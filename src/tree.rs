/// An abstraction for a labeled tree node.
pub trait Node<'n> {
    /// The type of this [Node]'s [label][Node::label].
    ///
    /// Labels are opaque to the algorithm, only the [CostModel][crate::CostModel] inspects them.
    type Label;

    /// Returns this [Node]'s _label_.
    fn label(&'n self) -> Self::Label;
}

/// An abstraction for a recursive ordered tree.
pub trait Tree<'t>: 't + Node<'t> {
    /// A type that can iterate over this [Tree]'s [children][Tree::children].
    type Children: IntoIterator<Item = &'t Self>;

    /// Returns this [Tree]'s immediate children, from left to right.
    fn children(&'t self) -> Self::Children;
}


#[cfg(test)]
pub(crate) use tests::{tree, MockTree, Size};
//! # Errors
//!
//! [Error] is returned by every fallible operation of this crate.

use crate::Edit;
use thiserror::Error;

/// The input graph is not a tree.
#[derive(Error, Debug, Copy, Clone, Eq, PartialEq, Hash)]
pub enum InvalidTree {
    /// A node is its own descendant.
    #[error("A node is its own descendant.")]
    Cycle,
    /// A node is the child of more than one parent.
    #[error("A node is the child of more than one parent.")]
    SharedNode,
}

/// Tree edit distance error
#[derive(Error, Debug, Copy, Clone, Eq, PartialEq, Hash)]
pub enum Error {
    /// See [`InvalidTree`] for more details.
    #[error(transparent)]
    InvalidTree(#[from] InvalidTree),
    /// The cost model priced an edit below zero, or not at all (e.g. NaN).
    #[error("The cost of {0:?} is not a non-negative number.")]
    InvalidCost(Edit),
    /// The computation was cancelled before it completed.
    #[error("The computation was cancelled.")]
    Cancelled,
}
//! Logging that compiles to nothing unless the `tracing` feature is enabled.

#[cfg(feature = "tracing")]
pub(crate) use tracing::{debug, trace};

#[cfg(not(feature = "tracing"))]
macro_rules! debug {
    ($($tt:tt)*) => {};
}

#[cfg(not(feature = "tracing"))]
macro_rules! trace {
    ($($tt:tt)*) => {};
}

#[cfg(not(feature = "tracing"))]
pub(crate) use {debug, trace};
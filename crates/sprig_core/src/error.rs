//! Scene graph error types
//!
//! Structural misuse of the hierarchy (unknown keys, cycles) is reported
//! through [`SceneError`]. Lookups that simply find nothing return `None`
//! instead.

use std::fmt;

use crate::world::{NodeKey, SceneKey};

/// Error type for hierarchy and scene operations
#[derive(Debug, Clone, PartialEq, Eq)]
pub enum SceneError {
    /// The node key does not refer to a live node
    InvalidNode(NodeKey),
    /// The scene key does not refer to a live scene
    InvalidScene(SceneKey),
    /// Attaching `child` under `parent` would make a node its own ancestor
    CycleDetected {
        parent: NodeKey,
        child: NodeKey,
    },
    /// `child` is not a direct child of `parent`
    NotAChild {
        parent: NodeKey,
        child: NodeKey,
    },
    /// `node` is not a root of `scene`
    NotInScene {
        scene: SceneKey,
        node: NodeKey,
    },
}

impl fmt::Display for SceneError {
    fn fmt(&self, f: &mut fmt::Formatter<'_>) -> fmt::Result {
        match self {
            SceneError::InvalidNode(key) => write!(f, "Invalid node: {:?}", key),
            SceneError::InvalidScene(key) => write!(f, "Invalid scene: {:?}", key),
            SceneError::CycleDetected { parent, child } => write!(
                f,
                "Cannot attach {:?} under {:?}: it would become its own ancestor",
                child, parent
            ),
            SceneError::NotAChild { parent, child } => {
                write!(f, "{:?} is not a child of {:?}", child, parent)
            }
            SceneError::NotInScene { scene, node } => {
                write!(f, "{:?} is not a root of scene {:?}", node, scene)
            }
        }
    }
}

impl std::error::Error for SceneError {}
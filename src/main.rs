//! Sprig - headless scene graph demo
//!
//! Builds a small scene with a camera, a light, a model on a turntable and an
//! optional looping sound attached to the model. The turntable is spun a few
//! times and the cached world, clip-space and bounds values are logged along
//! with the position the audio device was told about.

use std::f32::consts::FRAC_PI_2;
use std::rc::Rc;

use sprig::config::AppConfig;
use sprig_core::audio::{AudioController, AudioSource, HeadlessDevice};
use sprig_core::{BoundingBox, Camera, Light, Model, NodeKey, SceneError, World};
use sprig_math::{mat4, Quat, Vec3};

/// Simulated seconds between demo steps
const STEP_SECONDS: f32 = 0.25;

fn main() {
    let loaded = AppConfig::load();
    let config = loaded.as_ref().cloned().unwrap_or_default();

    // Initialize logging
    env_logger::Builder::from_env(
        env_logger::Env::default().default_filter_or(config.debug.log_level.as_str()),
    )
    .init();
    if let Err(e) = &loaded {
        log::warn!("Failed to load config: {}. Using defaults.", e);
    }
    log::info!("Starting Sprig");

    if let Err(e) = run(&config) {
        log::error!("Demo failed: {}", e);
        std::process::exit(1);
    }
}

fn run(config: &AppConfig) -> Result<(), SceneError> {
    let mut world = World::new().with_default_bounds_type(config.scene.default_bounds_type);
    let scene = world.create_scene("demo");

    let camera_node = world.create_node("camera");
    let camera = Camera::perspective(60f32.to_radians(), 16.0 / 9.0, 0.1, 100.0);
    world.set_camera(camera_node, Some(Rc::new(camera)))?;
    world.set_translation(camera_node, Vec3::new(0.0, 2.0, 10.0))?;
    world.add_to_scene(scene, camera_node)?;
    world.set_active_camera(scene, Some(camera_node))?;

    let sun = world.create_node("sun");
    world.set_light(sun, Some(Rc::new(Light::directional(Vec3::ONE))))?;
    world.rotate(sun, Quat::from_axis_angle(Vec3::X, -FRAC_PI_2 * 0.5))?;
    world.add_to_scene(scene, sun)?;

    let turntable = world.create_node("turntable");
    let crate_node = world.create_node("crate");
    world.add_child(turntable, crate_node)?;
    world.set_translation(crate_node, Vec3::new(3.0, 0.0, 0.0))?;
    let crate_model = Model::new("crate", BoundingBox::new(Vec3::splat(-0.5), Vec3::splat(0.5)));
    world.set_model(crate_node, Some(Rc::new(crate_model)))?;
    world.add_to_scene(scene, turntable)?;

    let device = Rc::new(
        HeadlessDevice::new(config.audio.to_raw_format()).with_max_sources(config.audio.max_sources),
    );
    let controller = AudioController::new(device.clone()).with_default_gain(config.audio.default_gain);
    let source = config
        .audio
        .ambient_sound
        .as_ref()
        .and_then(|path| AudioSource::create(&controller, path));
    match &source {
        Some(source) => {
            world.set_audio_source(crate_node, Some(Rc::clone(source)))?;
            source.set_looped(true);
            source.play();
            log::info!("Playing {} on the crate", source.path().display());
        }
        None => log::info!("No ambient sound configured; running without audio"),
    }

    for step in 1..=4 {
        world.rotate(turntable, Quat::from_axis_angle(Vec3::Y, FRAC_PI_2))?;
        device.advance(STEP_SECONDS);
        report(&world, crate_node, step)?;
        if let Some(voice) = source.as_ref().and_then(|s| device.voice(s.handle())) {
            log::info!(
                "  audio: {:?} at ({:.2}, {:.2}, {:.2}), {} position update(s)",
                voice.state,
                voice.position.x,
                voice.position.y,
                voice.position.z,
                voice.position_updates
            );
        }
    }

    let stats = world.cache_stats();
    log::info!(
        "Cache recomputes: {} world, {} camera-dependent, {} bounds",
        stats.world_matrices,
        stats.camera_matrices,
        stats.bounds
    );
    Ok(())
}

fn report(world: &World, key: NodeKey, step: u32) -> Result<(), SceneError> {
    let node = world.node(key).ok_or(SceneError::InvalidNode(key))?;
    let position = node.world_translation();
    let clip = mat4::transform_point(node.world_view_projection_matrix(), Vec3::ZERO);
    let bounds = node.bounding_box();

    log::info!(
        "Step {}: '{}' at ({:.2}, {:.2}, {:.2}), clip ({:.2}, {:.2}, {:.2})",
        step,
        node.id(),
        position.x,
        position.y,
        position.z,
        clip.x,
        clip.y,
        clip.z
    );
    if bounds.is_empty() {
        log::debug!("  no bounding box maintained");
    } else {
        log::info!(
            "  bounds ({:.2}, {:.2}, {:.2})..({:.2}, {:.2}, {:.2})",
            bounds.min.x,
            bounds.min.y,
            bounds.min.z,
            bounds.max.x,
            bounds.max.y,
            bounds.max.z
        );
    }
    Ok(())
}
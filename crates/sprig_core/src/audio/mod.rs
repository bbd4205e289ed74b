//! Positional audio attached to scene nodes
//!
//! - [`AudioDevice`] - backend seam; [`HeadlessDevice`] simulates playback
//! - [`AudioController`] - owns the device, one live source per sound file
//! - [`AudioSource`] - a playable sound that follows the node it is attached to

mod controller;
mod device;
mod error;
mod format;
mod headless;
mod source;

pub use controller::AudioController;
pub use device::{AudioDevice, AudioState, BufferHandle, SourceHandle};
pub use error::AudioError;
pub use format::{probe, PcmFormat, SoundFormat, SoundInfo};
pub use headless::{HeadlessDevice, VoiceSnapshot};
pub use source::{AudioBuffer, AudioSource};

*Exercise aim*
If a line in the entries above contains the word "NotInScene", copy it.

*Exercise output*
    NotInScene {
            SceneError::NotInScene { scene, node } => {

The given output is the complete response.